ACTION ITEM >>
In the lines below, count those containing the word "system" and give the number alone.
*** SOURCE MATERIAL ***
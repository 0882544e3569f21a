use rust_xlsxwriter::*;

use crate::database::entities::activity_log;
use crate::errors::{CoreError, CoreResult};

pub const FILENAME: &str = "activity_logs.xlsx";
const HEADERS: [&str; 6] = ["ID", "User", "Action", "Table", "Record", "Timestamp"];

/// Single-sheet workbook of the given entries, in the order given.
pub fn render(entries: &[activity_log::Model]) -> CoreResult<Vec<u8>> {
    build_workbook(entries).map_err(|err| {
        CoreError::internal(format!("Failed to build activity log workbook: {}", err))
    })
}

fn build_workbook(entries: &[activity_log::Model]) -> Result<Vec<u8>, XlsxError> {
    let mut workbook = Workbook::new();
    let header_format = Format::new().set_bold();

    let worksheet = workbook.add_worksheet();
    worksheet.set_name("Activity Log")?;

    for (col, header) in HEADERS.iter().enumerate() {
        worksheet.write_string_with_format(0, col as u16, *header, &header_format)?;
    }

    for (index, entry) in entries.iter().enumerate() {
        let row = index as u32 + 1;
        worksheet.write_number(row, 0, entry.id as f64)?;
        worksheet.write_string(row, 1, &entry.user)?;
        worksheet.write_string(row, 2, &entry.action)?;
        worksheet.write_string(row, 3, &entry.table_name)?;
        worksheet.write_string(row, 4, entry.record_id.as_deref().unwrap_or(""))?;
        worksheet.write_string(
            row,
            5,
            &entry.timestamp.format("%Y-%m-%d %H:%M:%S").to_string(),
        )?;
    }

    worksheet.set_column_width(4, 40)?;
    worksheet.set_column_width(5, 20)?;

    workbook.save_to_buffer()
}
//! Account management and login sessions

mod common;

use anyhow::Result;
use barangay::auth::{RequestContext, Role};
use barangay::database::seed_data::seed_default_accounts;
use barangay::errors::{AuthError, CoreErrorKind};
use barangay::services::auth_service::FlashMessage;
use barangay::services::{AuditService, AuthService, UserService};
use common::setup_test_db;

#[tokio::test]
async fn test_seeding_is_idempotent() -> Result<()> {
    let test_db = setup_test_db().await?;

    assert_eq!(seed_default_accounts(&test_db.db).await?, 2);
    assert_eq!(seed_default_accounts(&test_db.db).await?, 0);

    let users = UserService::new(test_db.db.clone()).list().await?;
    let roles: Vec<_> = users.iter().map(|user| (user.username.as_str(), user.role())).collect();
    assert_eq!(roles, vec![("captain", Role::Admin), ("secretary", Role::Staff)]);

    Ok(())
}

#[tokio::test]
async fn test_login_session_and_flash() -> Result<()> {
    let test_db = setup_test_db().await?;
    seed_default_accounts(&test_db.db).await?;
    let auth = AuthService::new(test_db.db.clone(), chrono::Duration::hours(1));

    let err = auth.login("captain", "wrong-password").await.unwrap_err();
    assert!(matches!(err, AuthError::InvalidCredentials));

    let (user, session) = auth.login("captain", "captain123").await?;
    let context = auth.resolve(&session.session_id).await?;
    assert_eq!(context.user_id, Some(user.id));
    assert_eq!(context.role, Role::Admin);

    auth.push_flash(&session.session_id, FlashMessage::success("Saved")).await?;
    assert_eq!(auth.take_flash(&session.session_id).await?.len(), 1);
    assert!(auth.take_flash(&session.session_id).await?.is_empty());

    auth.logout(&session.session_id).await?;
    assert!(matches!(
        auth.resolve(&session.session_id).await,
        Err(AuthError::SessionNotFound)
    ));

    Ok(())
}

#[tokio::test]
async fn test_account_lifecycle_is_audited() -> Result<()> {
    let test_db = setup_test_db().await?;
    let users = UserService::new(test_db.db.clone());
    let audit = AuditService::new(test_db.db.clone());
    let system = RequestContext::system();

    let admin = users.create(&system, "captain", "captain123", Role::Admin).await?;
    let staff = users.create(&system, "secretary", "secretary123", Role::Staff).await?;

    let duplicate = users
        .create(&system, "secretary", "another-pass", Role::Staff)
        .await
        .unwrap_err();
    assert_eq!(duplicate.kind(), CoreErrorKind::Conflict);

    let admin_context = RequestContext::user("s-1", admin.id, "captain", Role::Admin);
    let renamed = users
        .update(&admin_context, staff.id, "kalihim", Role::Staff)
        .await?;
    assert_eq!(renamed.username, "kalihim");

    users.reset_password(&admin_context, staff.id, "new-secret-1").await?;

    let self_delete = users.delete(&admin_context, admin.id).await.unwrap_err();
    assert_eq!(self_delete.kind(), CoreErrorKind::Validation);

    users.delete(&admin_context, staff.id).await?;
    assert_eq!(users.list().await?.len(), 1);

    let entries = audit.all().await?;
    let actions: Vec<_> = entries.iter().map(|entry| entry.action.as_str()).collect();
    assert_eq!(actions.len(), 5);
    assert!(actions.contains(&"reset_password"));
    assert!(entries.iter().all(|entry| entry.table_name == "user"));
    assert!(entries
        .iter()
        .any(|entry| entry.record_id.as_deref() == Some(format!("{} - kalihim", staff.id).as_str())));

    Ok(())
}

#[tokio::test]
async fn test_staff_cannot_manage_accounts() -> Result<()> {
    let test_db = setup_test_db().await?;
    let users = UserService::new(test_db.db.clone());
    let staff = RequestContext::user("s-2", 7, "secretary", Role::Staff);

    let err = users
        .create(&staff, "intruder", "intruder123", Role::Admin)
        .await
        .unwrap_err();
    assert_eq!(err.kind(), CoreErrorKind::Forbidden);

    Ok(())
}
*** End of SOURCE MATERIAL ***
SOLUTION TO THE PROBLEM >>
4